For Kulukian, that meant a shift from purely academic research to applied research; in a setting where she could leverage both her research experience along with her talent for aligning, motivating and leading teams. Seeking a biotech firm on the cutting edge of harnessing cellular technology which also aligned with her passion and commitment for transformative science that could impact lives, she found her current role.
In addition to sharing her extensive scientific knowledge, Kulukian relishes mentoring the younger members of her group, and modeling the determination and perseverance that are the hallmarks of her success.
“Scientists are not thought of this way often,” she explains, “But you have to have tremendous grit to do this work. You have to be into discovery for the long haul.”
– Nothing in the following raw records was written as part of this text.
//! # Canvas
//!
//! The RGBA pixel buffer every render path draws into. Wraps an
//! [`image::RgbaImage`] and implements [`Surface`] by alpha-blending glyph
//! coverage from the unit's font.

use std::path::Path;

use image::{DynamicImage, Rgb, Rgba, RgbaImage, imageops};

use crate::error::{NiderError, Result};
use crate::font::Font;
use crate::raster::Surface;

#[derive(Debug, Clone)]
pub struct Canvas {
    buffer: RgbaImage,
}

impl Canvas {
    /// Allocate a transparent canvas.
    pub fn new(width: u32, height: u32) -> Result<Self> {
        if width == 0 || height == 0 {
            return Err(NiderError::Configuration(format!(
                "canvas size must be positive, got {}x{}",
                width, height
            )));
        }
        Ok(Self {
            buffer: RgbaImage::new(width, height),
        })
    }

    /// Adopt an existing image, e.g. a photo.
    pub fn from_image(buffer: RgbaImage) -> Self {
        Self { buffer }
    }

    pub fn buffer(&self) -> &RgbaImage {
        &self.buffer
    }

    /// Paint every pixel with an opaque color.
    pub fn fill(&mut self, color: Rgb<u8>) {
        let [r, g, b] = color.0;
        for pixel in self.buffer.pixels_mut() {
            *pixel = Rgba([r, g, b, 255]);
        }
    }

    /// Repeat `texture` from the top-left corner until the canvas is covered.
    pub fn tile(&mut self, texture: &RgbaImage) {
        let offsets = tile_offsets(
            self.buffer.width(),
            self.buffer.height(),
            texture.width(),
            texture.height(),
        );
        for (x, y) in offsets {
            imageops::replace(&mut self.buffer, texture, x as i64, y as i64);
        }
    }

    /// Encode to `path`; the format follows the extension.
    ///
    /// JPEG has no alpha channel, so JPEG targets are flattened to RGB.
    pub fn save(&self, path: &Path) -> Result<()> {
        let is_jpeg = path
            .extension()
            .and_then(|ext| ext.to_str())
            .map(|ext| matches!(ext.to_ascii_lowercase().as_str(), "jpg" | "jpeg"))
            .unwrap_or(false);

        if is_jpeg {
            DynamicImage::ImageRgba8(self.buffer.clone())
                .to_rgb8()
                .save(path)?;
        } else {
            self.buffer.save(path)?;
        }
        Ok(())
    }

    fn blend_pixel(&mut self, x: i32, y: i32, color: Rgb<u8>, coverage: f32) {
        if x < 0 || y < 0 || x as u32 >= self.buffer.width() || y as u32 >= self.buffer.height() {
            return;
        }
        let alpha = coverage.clamp(0.0, 1.0);
        if alpha <= 0.0 {
            return;
        }

        let pixel = self.buffer.get_pixel_mut(x as u32, y as u32);
        let [r, g, b, a] = pixel.0;
        let mix = |under: u8, over: u8| (under as f32 + (over as f32 - under as f32) * alpha).round() as u8;
        let out_alpha = alpha * 255.0 + a as f32 * (1.0 - alpha);
        *pixel = Rgba([
            mix(r, color.0[0]),
            mix(g, color.0[1]),
            mix(b, color.0[2]),
            out_alpha.round().min(255.0) as u8,
        ]);
    }
}

impl Surface for Canvas {
    fn width(&self) -> u32 {
        self.buffer.width()
    }

    fn draw_text(&mut self, x: f32, y: f32, text: &str, font: &Font, color: Rgb<u8>) {
        let origin_x = x.round() as i32;
        let origin_y = y.round() as i32;
        font.rasterize(text, &mut |px, py, coverage| {
            self.blend_pixel(origin_x + px, origin_y + py, color, coverage);
        });
    }
}

/// Top-left corners needed to cover a `width`×`height` canvas with a
/// `tile_width`×`tile_height` texture, row by row.
pub fn tile_offsets(width: u32, height: u32, tile_width: u32, tile_height: u32) -> Vec<(u32, u32)> {
    if tile_width == 0 || tile_height == 0 {
        return Vec::new();
    }
    let columns = width.div_ceil(tile_width);
    let rows = height.div_ceil(tile_height);

    (0..rows)
        .flat_map(|row| (0..columns).map(move |column| (column * tile_width, row * tile_height)))
        .collect()
}

#[cfg(test)]
mod tests {
    use super::*;
    use crate::font::testing::block_font;
    use pretty_assertions::assert_eq;

    #[test]
    fn test_zero_size_is_rejected() {
        assert!(matches!(Canvas::new(0, 10), Err(NiderError::Configuration(_))));
        assert!(matches!(Canvas::new(10, 0), Err(NiderError::Configuration(_))));
    }

    #[test]
    fn test_tile_offsets_grid() {
        let offsets = tile_offsets(1080, 1080, 400, 400);
        assert_eq!(
            offsets,
            vec![
                (0, 0),
                (400, 0),
                (800, 0),
                (0, 400),
                (400, 400),
                (800, 400),
                (0, 800),
                (400, 800),
                (800, 800),
            ]
        );
    }

    #[test]
    fn test_tile_offsets_exact_fit() {
        assert_eq!(tile_offsets(200, 100, 100, 100), vec![(0, 0), (100, 0)]);
        assert!(tile_offsets(200, 100, 0, 100).is_empty());
    }

    #[test]
    fn test_tile_covers_canvas() {
        let mut texture = RgbaImage::from_pixel(4, 4, Rgba([10, 20, 30, 255]));
        texture.put_pixel(0, 0, Rgba([255, 0, 0, 255]));

        let mut canvas = Canvas::new(10, 6).unwrap();
        canvas.tile(&texture);

        assert!(canvas.buffer().pixels().all(|p| p.0[3] == 255));
        assert_eq!(canvas.buffer().get_pixel(8, 4), &Rgba([255, 0, 0, 255]));
        assert_eq!(canvas.buffer().get_pixel(9, 5), &Rgba([10, 20, 30, 255]));
    }

    #[test]
    fn test_fill() {
        let mut canvas = Canvas::new(3, 3).unwrap();
        canvas.fill(Rgb([1, 2, 3]));
        assert!(canvas.buffer().pixels().all(|p| *p == Rgba([1, 2, 3, 255])));
    }

    #[test]
    fn test_draw_text_blends_coverage() {
        let mut canvas = Canvas::new(40, 20).unwrap();
        canvas.fill(Rgb([0, 0, 0]));
        canvas.draw_text(2.0, 3.0, "a", &block_font(5, 4), Rgb([200, 100, 50]));

        assert_eq!(canvas.buffer().get_pixel(2, 3), &Rgba([200, 100, 50, 255]));
        assert_eq!(canvas.buffer().get_pixel(5, 6), &Rgba([200, 100, 50, 255]));
        // block glyph leaves the last column of its advance empty
        assert_eq!(canvas.buffer().get_pixel(6, 3), &Rgba([0, 0, 0, 255]));
        assert_eq!(canvas.buffer().get_pixel(2, 7), &Rgba([0, 0, 0, 255]));
    }

    #[test]
    fn test_draw_text_clips_at_edges() {
        let mut canvas = Canvas::new(4, 4).unwrap();
        canvas.draw_text(-2.0, -2.0, "aaaa", &block_font(4, 10), Rgb([9, 9, 9]));
        assert_eq!(canvas.buffer().get_pixel(0, 0), &Rgba([9, 9, 9, 255]));
    }

    #[test]
    fn test_save_png_and_jpeg() {
        let dir = tempfile::tempdir().unwrap();
        let mut canvas = Canvas::new(8, 8).unwrap();
        canvas.fill(Rgb([50, 60, 70]));

        let png = dir.path().join("out.png");
        let jpg = dir.path().join("out.jpg");
        canvas.save(&png).unwrap();
        canvas.save(&jpg).unwrap();

        let reloaded = image::open(&png).unwrap().to_rgba8();
        assert_eq!(reloaded.get_pixel(4, 4), &Rgba([50, 60, 70, 255]));
        assert_eq!(image::open(&jpg).unwrap().width(), 8);
    }
}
She speaks with reverence about that essential paradox in the work of a molecular biologist: by studying the smallest cells and molecules, they can bring vast improvements to the wellbeing of all humankind. And while not minimizing the many environmental challenges facing the planet on the macro level, Kulukian shares a contagious optimism about the future, based on her own decades of study at the micro level.
“Knowledge is infinite. Ideas are infinite. There’s no limit to what we will know and develop, and we’re just getting started.”